Use national data for nchs-mortality signals (#1912)

rzats · web-flow · commit 67adb8d98efc · 2024-01-11T15:31:33.000-05:00
diff --git a/nchs_mortality/.pylintrc b/nchs_mortality/.pylintrc
@@ -4,6 +4,8 @@
 disable=logging-format-interpolation,
     too-many-locals,
     too-many-arguments,
+    too-many-branches,
+    too-many-statements,
     # Allow pytest functions to be part of a class.
     no-self-use,
     # Allow pytest classes to have one test.
diff --git a/nchs_mortality/delphi_nchs_mortality/constants.py b/nchs_mortality/delphi_nchs_mortality/constants.py
@@ -25,7 +25,6 @@
         "prop"
 ]
 INCIDENCE_BASE = 100000
-GEO_RES = "state"
 
 # this is necessary as a delimiter in the f-string expressions we use to
 # construct detailed error reports
diff --git a/nchs_mortality/delphi_nchs_mortality/pull.py b/nchs_mortality/delphi_nchs_mortality/pull.py
@@ -96,8 +96,6 @@ def pull_nchs_mortality_data(token: str, test_file: Optional[str]=None):
 {NEWLINE.join(df.columns)}
 """) from exc
 
-    # Drop rows for locations outside US
-    df = df[df["state"] != "United States"]
     df = df[keep_columns + ["timestamp", "state"]].set_index("timestamp")
 
     # NCHS considers NYC as an individual state, however, we want it included
@@ -124,6 +122,11 @@ def pull_nchs_mortality_data(token: str, test_file: Optional[str]=None):
     # Add population info
     keep_columns.extend(["timestamp", "geo_id", "population"])
     gmpr = GeoMapper()
-    df = gmpr.add_population_column(df, "state_name", geocode_col="state")
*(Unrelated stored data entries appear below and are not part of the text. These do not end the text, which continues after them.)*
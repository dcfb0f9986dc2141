use crate::display::DisplayContent;

const STYLE: &str = r#"    body { font-family: Arial, sans-serif; margin: 40px; line-height: 1.6; }
    #inventory { margin-top: 20px; white-space: pre-wrap; }
    table { border-collapse: collapse; width: 100%; margin-top: 10px; }
    th, td { border: 1px solid #ddd; padding: 8px; text-align: left; }
    th { background-color: #f2f2f2; }"#;

/// Wraps the region in a standalone document with the table styling.
pub fn render_page(content: &DisplayContent) -> Vec<u8> {
    let body = content.to_html();
    let html = format!(
        r#"<!DOCTYPE html>
<html lang="en">
<head>
  <meta charset="UTF-8"/>
  <meta name="viewport" content="width=device-width, initial-scale=1.0"/>
  <title>VPC &amp; Subnets Inventory</title>
  <style>
{STYLE}
  </style>
</head>
<body>
  <h1>VPC &amp; Subnets Inventory</h1>
  <div id="inventory">{body}</div>
</body>
</html>
"#
    );
    html.into_bytes()
}
use crate::cli::args::CliArgs;

/// Checks that only depend on the command line. Values that may also come
/// from the config file (format, sequencing) are checked once merged.
pub fn validate(args: &CliArgs) -> Result<(), String> {
    if let Some(output) = args.output.as_deref() {
        if output.trim().is_empty() {
            return Err("invalid --output, expected a file path".to_string());
        }
    }
    if args.interactive && args.init_config {
        return Err("--init-config cannot be combined with --interactive".to_string());
    }
    Ok(())
}
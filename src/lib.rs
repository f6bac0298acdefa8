//! Super 8 tournament organizer: library with models, scheduling and standings logic.

pub mod export;
pub mod logic;
pub mod models;
pub mod store;

pub use export::standings_csv;
pub use logic::{
    build_group, build_groups, checked_score, compute_standings, generate_schedule, head_to_head,
    partition_into_groups, partition_into_groups_with_rng, record_result, refresh_standings,
    validate_group_size, MIN_GROUP_SIZE,
};
pub use models::{
    GameMatch, Group, GroupDraft, GroupId, MatchId, MatchStatus, Player, PlayerId, PlayerStats,
    Round, Sport, Team, TieBreakCriterion, TieBreakMode, Tournament, TournamentError, TournamentId,
    TournamentRules,
};
pub use store::{FileStore, KeyValueStore, MemoryStore, TournamentStore};
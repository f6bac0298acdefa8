//! Doubles match, Team and MatchStatus.

use crate::models::group::GroupId;
use crate::models::player::PlayerId;
use serde::{Deserialize, Serialize};
use uuid::Uuid;

/// Unique identifier for a match.
pub type MatchId = Uuid;

/// One round of the rotation: matches played at the same time.
pub type Round = Vec<GameMatch>;

/// Side of a match. Team A is `player_1 + player_2`, team B is `player_3 + player_4`.
#[derive(Clone, Copy, Debug, Eq, Hash, PartialEq, Serialize, Deserialize)]
#[serde(rename_all = "snake_case")]
pub enum Team {
    A,
    B,
}

#[derive(Clone, Copy, Debug, Default, Eq, PartialEq, Serialize, Deserialize)]
#[serde(rename_all = "snake_case")]
pub enum MatchStatus {
    #[default]
    Pending,
    Finished,
}

/// A single 2v2 match inside a group.
#[derive(Clone, Debug, Eq, PartialEq, Serialize, Deserialize)]
pub struct GameMatch {
    pub id: MatchId,
    pub group_id: GroupId,
    pub player_1: PlayerId,
    pub player_2: PlayerId,
    pub player_3: PlayerId,
    pub player_4: PlayerId,
    pub score_a: u32,
    pub score_b: u32,
    pub status: MatchStatus,
}

impl GameMatch {
    /// New pending match with a fresh id and a 0-0 score.
    pub fn new(group_id: GroupId, team_a: [PlayerId; 2], team_b: [PlayerId; 2]) -> Self {
        Self {
            id: Uuid::new_v4(),
            group_id,
            player_1: team_a[0],
            player_2: team_a[1],
            player_3: team_b[0],
            player_4: team_b[1],
            score_a: 0,
            score_b: 0,
            status: MatchStatus::Pending,
        }
    }

    pub fn team_a(&self) -> [PlayerId; 2] {
        [self.player_1, self.player_2]
    }

    pub fn team_b(&self) -> [PlayerId; 2] {
        [self.player_3, self.player_4]
    }

    pub fn team(&self, team: Team) -> [PlayerId; 2] {
        match team {
            Team::A => self.team_a(),
            Team::B => self.team_b(),
        }
    }

    /// All four player slots in order.
    pub fn players(&self) -> [PlayerId; 4] {
        [self.player_1, self.player_2, self.player_3, self.player_4]
    }

    /// Which side the player is on, if they play in this match.
    pub fn side_of(&self, player_id: PlayerId) -> Option<Team> {
        if self.team_a().contains(&player_id) {
            Some(Team::A)
        } else if self.team_b().contains(&player_id) {
            Some(Team::B)
        } else {
            None
        }
    }

    pub fn is_finished(&self) -> bool {
        self.status == MatchStatus::Finished
    }

    /// Winning side of a finished match. `None` while pending or on a draw.
    pub fn winner(&self) -> Option<Team> {
        if !self.is_finished() {
            return None;
        }
        match self.score_a.cmp(&self.score_b) {
            std::cmp::Ordering::Greater => Some(Team::A),
            std::cmp::Ordering::Less => Some(Team::B),
            std::cmp::Ordering::Equal => None,
        }
    }

    /// Overwrite the score and mark the match finished.
    pub fn finish(&mut self, score_a: u32, score_b: u32) {
        self.score_a = score_a;
        self.score_b = score_b;
        self.status = MatchStatus::Finished;
    }
}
-    df = gmpr.add_geocode(df, "state_name", "state_id", from_col="state", new_col="geo_id")
+    # Map state to geo_id, but set dropna=False as we also have national data
+    df = gmpr.add_population_column(df, "state_name",
+                                    geocode_col="state", dropna=False)
+    df = gmpr.add_geocode(df, "state_name", "state_id",
+                          from_col="state", new_col="geo_id", dropna=False)
+    # Manually set geo_id for national data
+    df.loc[df["state"] == "United States", "geo_id"] = "us"
     return df[keep_columns]
diff --git a/nchs_mortality/delphi_nchs_mortality/run.py b/nchs_mortality/delphi_nchs_mortality/run.py
@@ -13,7 +13,7 @@
 
 from .archive_diffs import arch_diffs
 from .constants import (METRICS, SENSOR_NAME_MAP,
-                        SENSORS, INCIDENCE_BASE, GEO_RES)
+                        SENSORS, INCIDENCE_BASE)
 from .pull import pull_nchs_mortality_data
 
 
@@ -72,51 +72,54 @@ def run_module(params: Dict[str, Any]):
     stats = []
     df_pull = pull_nchs_mortality_data(token, test_file)
     for metric in METRICS:
-        if metric == 'percent_of_expected_deaths':
-            logger.info("Generating signal and exporting to CSV",
-                        metric = metric)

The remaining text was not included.